The Caseificio San Bernardino dairy is a family-run company located on the hills surrounding Parma, heir to the historical production site of one of the most renowned treasures of the Food Valley: Parmigiano Reggiano P.D.O.
A tradition still carried on today with great pride: for four generations the Caramaschi family has been handing down day after day the expertise and passion for the art of cheese making, made of just few essential gestures, but also of great love for the product and its age-old tradition.
Three essential “ingredients”
Today as in the past, the Caseificio San Bernardino dairy scrupulously follows the old procedure to produce a prestigious product of unique taste, in a fully equipped modern facility where all production phases can be kept under careful control.
The Caseificio San Bernardino dairy complies with three specific key requirements in producing Parmigiano Reggiano:
control of cattle feeding using top quality hay and cereals, to have the best fresh aromatic milk every day
cooking, artfully done according to the golden rules of the cheese master, who anoints the product with an inimitable craft touch, perfect synthesis of technical knowledge and expertise of his hands
maturation, entrusted to the passing of time and the periodical analyses of our experts, that after proper checks on every wheel, confer the title of Parmigiano Reggiano P.D.O. to the best ones
By combining experience, knowledge of cheese making and maturation processes and control on the entire supply chain, every wheel is produced to offer exceptional taste and superior quality, guaranteed 100% natural.

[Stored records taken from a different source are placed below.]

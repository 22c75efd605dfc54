//! Create/edit dialog for a single record.

use contracts::domain::a001_young_spec::metadata::COLUMNS;
use contracts::domain::a001_young_spec::{ValidationErrors, YoungSpecRecord};
use leptos::prelude::*;
use thaw::*;

use super::list::RecordModal;
use crate::shared::icons::icon;
use crate::shared::modal_frame::ModalFrame;

#[component]
pub fn RecordEditor(
    /// `Creating` or `Editing`; decides title and initial values
    modal: RecordModal,
    errors: RwSignal<ValidationErrors>,
    #[prop(into)] saving: Signal<bool>,
    on_save: Callback<YoungSpecRecord>,
    on_cancel: Callback<()>,
) -> impl IntoView {
    let title = modal.title();
    let is_editing = matches!(modal, RecordModal::Editing(_));
    let draft = RwSignal::new(modal.initial_values());

    // The identifier is shown (read-only) only when editing an existing row
    let inputs = COLUMNS
        .iter()
        .filter(|column| column.editable || is_editing)
        .map(|column| {
            let name = column.name;
            let editable = column.editable;
            let error_key = column.error_key;
            let message = move || {
                error_key.and_then(|key| errors.with(|e| e.message_for(key).map(str::to_string)))
            };

            view! {
                <div class="form__group">
                    <label class="form__label" for=name>
                        {column.header()}
                        {column.required.then_some(" *")}
                    </label>
                    <input
                        id=name
                        type="text"
                        class=move || {
                            if message().is_some() {
                                "form__input form__input--error"
                            } else {
                                "form__input"
                            }
                        }
                        required=column.required
                        disabled=move || !editable || saving.get()
                        prop:value=move || draft.with(|d| d.display_value(name))
                        on:input=move |ev| {
                            let value = event_target_value(&ev);
                            draft.update(|d| {
                                d.set_field(name, value);
                            });
                        }
                        on:focus=move |_| {
                            if let Some(key) = error_key {
                                errors.update(|e| e.clear_field(key));
                            }
                        }
                    />
                    {move || message().map(|m| view! {
                        <div class="form__helper-text form__helper-text--error">{m}</div>
                    })}
                </div>
            }
        })
        .collect_view();

    view! {
        <ModalFrame on_close=on_cancel modal_class="record-editor">
            <div class="modal-header">
                <h2 class="modal-title">{title}</h2>
                <Button
                    appearance=ButtonAppearance::Subtle
                    on_click=move |_| on_cancel.run(())
                >
                    {icon("x")}
                </Button>
            </div>

            <div class="modal-body" style="display: flex; flex-direction: column; gap: 1rem;">
                {inputs}
            </div>

            <div class="modal-footer">
                <Button
                    appearance=ButtonAppearance::Secondary
                    on_click=move |_| on_cancel.run(())
                >
                    "Отмена"
                </Button>
                <Button
                    appearance=ButtonAppearance::Primary
                    on_click=move |_| on_save.run(draft.get_untracked())
                    disabled=Signal::derive(move || saving.get())
                >
                    {move || if saving.get() { "Сохранение..." } else { "Сохранить" }}
                </Button>
            </div>
        </ModalFrame>
    }
}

Thanks to this strict approach the Caseificio San Bernardino dairy has been recognized by the Parmigiano-Reggiano Consortium, among the official producers, a guarantee of the quality of its highest level of production standards.
The Entire Supply chain
Today the Caseificio San Bernardino dairy produces in average 15,000 wheels of Parmigiano Reggiano cheese per year, and looks after the entire supply chain in its own farm: the dairy breeds the cows in the fields of the area historically dedicated to the production of the Parmesan, produces in-house all the milk intended for processing, stores the cheese for months in the maturation rooms and also packages the various size packs in the packaging area.